Gigaclear boss: Not long until everyone has ultrafast broadband
Ultrafast speeds will be in every home “in the not too distant future”, the founder of a gigabit broadband provider has predicted.
Gigaclear CEO Matthew Hare compared ultrafast speeds to “running water”, saying once people have experienced them, they struggle to manage without them.
“Making, building, designing, advising and marketing anything just works better with improved access to information,” he told Cable.co.uk.
“The better the underlying speed, the better we work.
“So really, ultrafast speeds are like having running water in your home – once you’ve got it, you don’t know how you ever managed without it.

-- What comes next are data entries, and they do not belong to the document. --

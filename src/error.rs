//! Error types for archive streaming.
//!
//! Every fallible operation returns [`Result<T>`], an alias for
//! `Result<T, Error>`.
//!
//! # Error Categories
//!
//! - **Header validation**: [`InvalidPath`], [`PathTooLong`], [`LinkTooLong`],
//!   [`FieldOverflow`], [`InvalidType`], [`NameTooLong`]
//! - **Collaborator failures**: [`Stat`], [`Read`]
//! - **Stream integrity**: [`SizeMismatch`], [`SessionClosed`]
//! - **Configuration**: [`UnknownCompression`], [`InvalidOption`], [`Config`]
//! - **Sink failures**: [`Io`]
//!
//! Header validation happens before any byte of an entry is emitted, so
//! those errors leave the archive intact. Everything else may surface after
//! the entry's header is already on the wire; the archive must then be
//! treated as corrupt.
//!
//! [`InvalidPath`]: Error::InvalidPath
//! [`PathTooLong`]: Error::PathTooLong
//! [`LinkTooLong`]: Error::LinkTooLong
//! [`FieldOverflow`]: Error::FieldOverflow
//! [`InvalidType`]: Error::InvalidType
//! [`NameTooLong`]: Error::NameTooLong
//! [`Stat`]: Error::Stat
//! [`Read`]: Error::Read
//! [`SizeMismatch`]: Error::SizeMismatch
//! [`SessionClosed`]: Error::SessionClosed
//! [`UnknownCompression`]: Error::UnknownCompression
//! [`InvalidOption`]: Error::InvalidOption
//! [`Config`]: Error::Config
//! [`Io`]: Error::Io

use std::path::PathBuf;

/// Result type alias for archive operations.
pub type Result<T> = std::result::Result<T, Error>;

/// Errors produced while building an archive stream.
#[derive(Debug, thiserror::Error)]
pub enum Error {
    /// The path contains a `..` component or is empty.
    #[error("invalid path: {0:?}")]
    InvalidPath(String),

    /// The path does not fit in the name and prefix fields.
    #[error("path too long: {len} bytes > {limit} bytes: {path:?}")]
    PathTooLong {
        /// The offending path.
        path: String,
        /// Its length in bytes.
        len: usize,
        /// Maximum accepted length.
        limit: usize,
    },

    /// The link target does not fit in the linkname field.
    #[error("link target too long: {len} bytes > {limit} bytes: {link:?}")]
    LinkTooLong {
        /// The offending link target.
        link: String,
        /// Its length in bytes.
        len: usize,
        /// Maximum accepted length.
        limit: usize,
    },

    /// A numeric value is not representable in its octal field.
    #[error("value {value} does not fit in the {field} field")]
    FieldOverflow {
        /// Header field name.
        field: &'static str,
        /// The rejected value.
        value: i128,
    },

    /// The entry type tag is not one of `'0'` to `'6'`.
    #[error("invalid entry type {0:?}")]
    InvalidType(String),

    /// An owner name does not fit in its 32-byte field.
    #[error("{field} name too long: {len} bytes")]
    NameTooLong {
        /// Header field name.
        field: &'static str,
        /// Length of the rejected name in bytes.
        len: usize,
    },

    /// Metadata for a source path could not be retrieved.
    #[error("failed to stat {path:?}: {source}")]
    Stat {
        /// The source path.
        path: PathBuf,
        /// The underlying error.
        source: std::io::Error,
    },

    /// Content of a source path could not be read.
    #[error("failed to read {path:?}: {source}")]
    Read {
        /// The source path.
        path: PathBuf,
        /// The underlying error.
        source: std::io::Error,
    },

    /// The content read differs in length from the size already committed
    /// to the header. The archive is corrupt.
    #[error("size of {path:?} changed while archiving: header says {expected} bytes, read {actual}")]
    SizeMismatch {
        /// The source path.
        path: PathBuf,
        /// Size written into the header.
        expected: u64,
        /// Number of bytes actually read (a lower bound when the file grew).
        actual: u64,
    },

    /// An entry was added after the archive was finished.
    #[error("archive session is already finished")]
    SessionClosed,

    /// No compression algorithm is registered under this key.
    #[error("unknown compression type {0:?}")]
    UnknownCompression(String),

    /// An option value was rejected.
    #[error("invalid option: {0}")]
    InvalidOption(String),

    /// The options file could not be parsed.
    #[error("config error: {0}")]
    Config(#[from] toml::de::Error),

    /// Writing to the output sink failed.
    #[error("I/O error: {0}")]
    Io(#[from] std::io::Error),
}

“At some point in the not too distant future, like running water, nobody will be without ultrafast internet access.”
Earlier this week, the government announced plans to introduce a new Universal Service Obligation (USO) which will give people the legal right to request a connection of 10Mbps no matter where they live.
Asked where Gigaclear would be in a year’s time, Mr Hare said the company’s internet footprint of 1,000Mbps speeds will be four times its current size.

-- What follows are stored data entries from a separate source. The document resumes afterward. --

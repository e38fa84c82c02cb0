//! Symlink and hard link detection.
//!
//! Files that share a (device, inode) pair are stored once; every later
//! occurrence becomes a hard link entry pointing at the archive path of the
//! first one. Resolution is split from recording so that an entry whose
//! header fails validation never ends up as a link target.

use std::collections::{hash_map::Entry, HashMap};

use log::trace;

use crate::{options::ArchiveOptions, source::Metadata};

/// Filesystem identity of a file.
#[derive(Clone, Copy, Debug, PartialEq, Eq, Hash)]
pub struct IdentityKey {
    pub dev: u64,
    pub ino: u64,
}

impl From<&Metadata> for IdentityKey {
    fn from(meta: &Metadata) -> Self {
        Self {
            dev: meta.dev,
            ino: meta.ino,
        }
    }
}

/// What a path-sourced entry turns into once links are taken into account.
#[derive(Clone, Debug, PartialEq, Eq)]
pub enum ResolvedEntry {
    /// Content follows the header.
    Regular { size: u64 },
    /// First occurrence of a multiply-linked file. Content follows the
    /// header, and the path must be [recorded] once the header is accepted.
    ///
    /// [recorded]: LinkResolver::record
    FirstLink { size: u64, key: IdentityKey },
    /// Symbolic link with the given target text.
    Symlink { target: String },
    /// Hard link to an entry already in the archive.
    HardLink { target: String },
}

impl ResolvedEntry {
    /// Number of content bytes the entry carries.
    #[must_use]
    pub fn size(&self) -> u64 {
        match self {
            ResolvedEntry::Regular { size } | ResolvedEntry::FirstLink { size, .. } => *size,
            ResolvedEntry::Symlink { .. } | ResolvedEntry::HardLink { .. } => 0,
        }
    }

    /// Returns true if no content follows the header.
    #[must_use]
    pub fn is_link(&self) -> bool {
        matches!(
            self,
            ResolvedEntry::Symlink { .. } | ResolvedEntry::HardLink { .. }
        )
    }
}

/// Cache of identities already written to the archive.
///
/// Entries are only ever added, never replaced or removed.
#[derive(Debug, Default)]
pub struct LinkResolver {
    seen: HashMap<IdentityKey, String>,
}

impl LinkResolver {
    #[must_use]
    pub fn new() -> Self {
        Self::default()
    }

    /// Decide how a path with metadata `meta` is stored.
    ///
    /// Symlinks take precedence over hard links. Directories are never
    /// treated as hard links.
    #[must_use]
    pub fn resolve(&self, meta: &Metadata, options: &ArchiveOptions) -> ResolvedEntry {
        if options.preserve_symlinks && meta.is_symlink() {
            return ResolvedEntry::Symlink {
                target: meta.link_target.clone().unwrap_or_default(),
            };
        }

        if options.preserve_hardlinks && !meta.is_dir() && meta.nlink > 1 {
            let key = IdentityKey::from(meta);
            return match self.seen.get(&key) {
                Some(first) => ResolvedEntry::HardLink {
                    target: first.clone(),
                },
                None => ResolvedEntry::FirstLink {
                    size: meta.size,
                    key,
                },
            };
        }

        ResolvedEntry::Regular { size: meta.size }
    }

    /// Remember `archive_path` as the stored copy of `key`. An identity that
    /// is already known keeps its first path.
    pub fn record(&mut self, key: IdentityKey, archive_path: &str) {
        if let Entry::Vacant(slot) = self.seen.entry(key) {
            trace!("{archive_path} is the first link to {key:?}");
            slot.insert(archive_path.to_string());
        }
    }

    /// The archive path recorded for an identity, if any.
    #[must_use]
    pub fn lookup(&self, key: &IdentityKey) -> Option<&str> {
        self.seen.get(key).map(String::as_str)
    }

    #[must_use]
    pub fn len(&self) -> usize {
        self.seen.len()
    }

    #[must_use]
    pub fn is_empty(&self) -> bool {
        self.seen.is_empty()
    }
}

#[cfg(test)]
mod tests {
    use similar_asserts::assert_eq;

    use super::*;
    use crate::source::FileKind;

    fn meta(kind: FileKind, ino: u64, nlink: u64) -> Metadata {
        Metadata {
            kind,
            dev: 7,
            ino,
            nlink,
            size: 42,
            mode: 0o644,
            uid: 0,
            gid: 0,
            mtime: 0,
            ctime: 0,
            link_target: (kind == FileKind::Symlink).then(|| "target".to_string()),
        }
    }

    /// Resolve and record in one go, the way the archive does once the
    /// header has been accepted.
    fn add(
        resolver: &mut LinkResolver,
        path: &str,
        m: &Metadata,
        options: &ArchiveOptions,
    ) -> ResolvedEntry {
        let resolved = resolver.resolve(m, options);
        if let ResolvedEntry::FirstLink { key, .. } = resolved {
            resolver.record(key, path);
        }
        resolved
    }

    #[test]
    fn test_single_link_is_regular() {
        let mut resolver = LinkResolver::new();
        let options = ArchiveOptions::default();
        let m = meta(FileKind::Regular, 1, 1);

        assert_eq!(
            add(&mut resolver, "a", &m, &options),
            ResolvedEntry::Regular { size: 42 }
        );
        assert_eq!(
            add(&mut resolver, "b", &m, &options),
            ResolvedEntry::Regular { size: 42 }
        );
        assert!(resolver.is_empty());
    }

    #[test]
    fn test_hardlink_dedup() {
        let mut resolver = LinkResolver::new();
        let options = ArchiveOptions::default();
        let m = meta(FileKind::Regular, 1, 2);
        let key = IdentityKey { dev: 7, ino: 1 };

        assert_eq!(
            add(&mut resolver, "first", &m, &options),
            ResolvedEntry::FirstLink { size: 42, key }
        );
        let second = add(&mut resolver, "second", &m, &options);
        assert_eq!(
            second,
            ResolvedEntry::HardLink {
                target: "first".to_string()
            }
        );
        assert_eq!(second.size(), 0);
        assert!(second.is_link());

        // the first path stays canonical
        assert_eq!(
            add(&mut resolver, "third", &m, &options),
            ResolvedEntry::HardLink {
                target: "first".to_string()
            }
        );
        resolver.record(key, "other");
        assert_eq!(resolver.len(), 1);
        assert_eq!(resolver.lookup(&key), Some("first"));
    }

    #[test]
    fn test_unrecorded_first_link_stays_first() {
        let resolver = LinkResolver::new();
        let options = ArchiveOptions::default();
        let m = meta(FileKind::Regular, 1, 2);

        // without a record() call, nothing is cached
        assert!(matches!(
            resolver.resolve(&m, &options),
            ResolvedEntry::FirstLink { .. }
        ));
        assert!(matches!(
            resolver.resolve(&m, &options),
            ResolvedEntry::FirstLink { .. }
        ));
    }

    #[test]
    fn test_hardlinks_disabled() {
        let mut resolver = LinkResolver::new();
        let options = ArchiveOptions {
            preserve_hardlinks: false,
            ..Default::default()
        };
        let m = meta(FileKind::Regular, 1, 2);

        add(&mut resolver, "first", &m, &options);
        assert_eq!(
            add(&mut resolver, "second", &m, &options),
            ResolvedEntry::Regular { size: 42 }
        );
        assert!(resolver.is_empty());
    }

    #[test]
    fn test_directories_never_linked() {
        let mut resolver = LinkResolver::new();
        let options = ArchiveOptions::default();
        let m = meta(FileKind::Directory, 1, 5);

        add(&mut resolver, "d1", &m, &options);
        assert_eq!(
            add(&mut resolver, "d2", &m, &options),
            ResolvedEntry::Regular { size: 42 }
        );
    }

    #[test]
    fn test_symlink_precedence() {
        let mut resolver = LinkResolver::new();
        let options = ArchiveOptions::default();
        let m = meta(FileKind::Symlink, 1, 2);

        for path in ["l1", "l2"] {
            assert_eq!(
                add(&mut resolver, path, &m, &options),
                ResolvedEntry::Symlink {
                    target: "target".to_string()
                }
            );
        }
        assert!(resolver.is_empty());
    }

    #[test]
    fn test_symlinks_disabled() {
        let mut resolver = LinkResolver::new();
        let options = ArchiveOptions {
            preserve_symlinks: false,
            ..Default::default()
        };
        let m = meta(FileKind::Symlink, 1, 1);

        assert_eq!(
            add(&mut resolver, "l", &m, &options),
            ResolvedEntry::Regular { size: 42 }
        );
    }
}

He also predicted that Virgin Media – which recently boosted its speeds – will offer top speeds of 500Mbps download and 50Mbps upload, while BT will have launched its first commercial version of G.fast technology, with speeds up to 300Mbps, in central London.
Gigaclear, which has won three BDUK tenders, in Gloucestershire, West Berkshire and Essex, recently said that it is on track for a “record year”, after already delivering fibre to twice as many properties as last year.
Mr Hare attributed the company’s success to a focus on delivering better access to both consumers and businesses.
“The demand is for faster speeds, predictability, reliability, symmetry and clarity.
“By focusing on delivering these things, Gigaclear is adding customers at record rates every week.”
He predicted that BT will remain the dominant player in the telecoms market for many years, but said each new network built by an alternative provider takes the UK broadband landscape a step away from that scenario.
“BT is still by far the dominant player in the UK telecommunications market and it will be many, many years before that changes,” Mr Hare said.
“With every new alternative network project built we get closer to the day where customers can choose which network infrastructure they take their communications services from.
“As all the new networks are internet by default, building a single solution based on multiple network infrastructures is straightforward.”
Mr Hare's comments echo those of Mark Collins, director of strategy and public affairs at gigabit infrastructure provider CityFibre, who told Cable.co.uk last year that the UK's alternative providers could join forces to rival BT.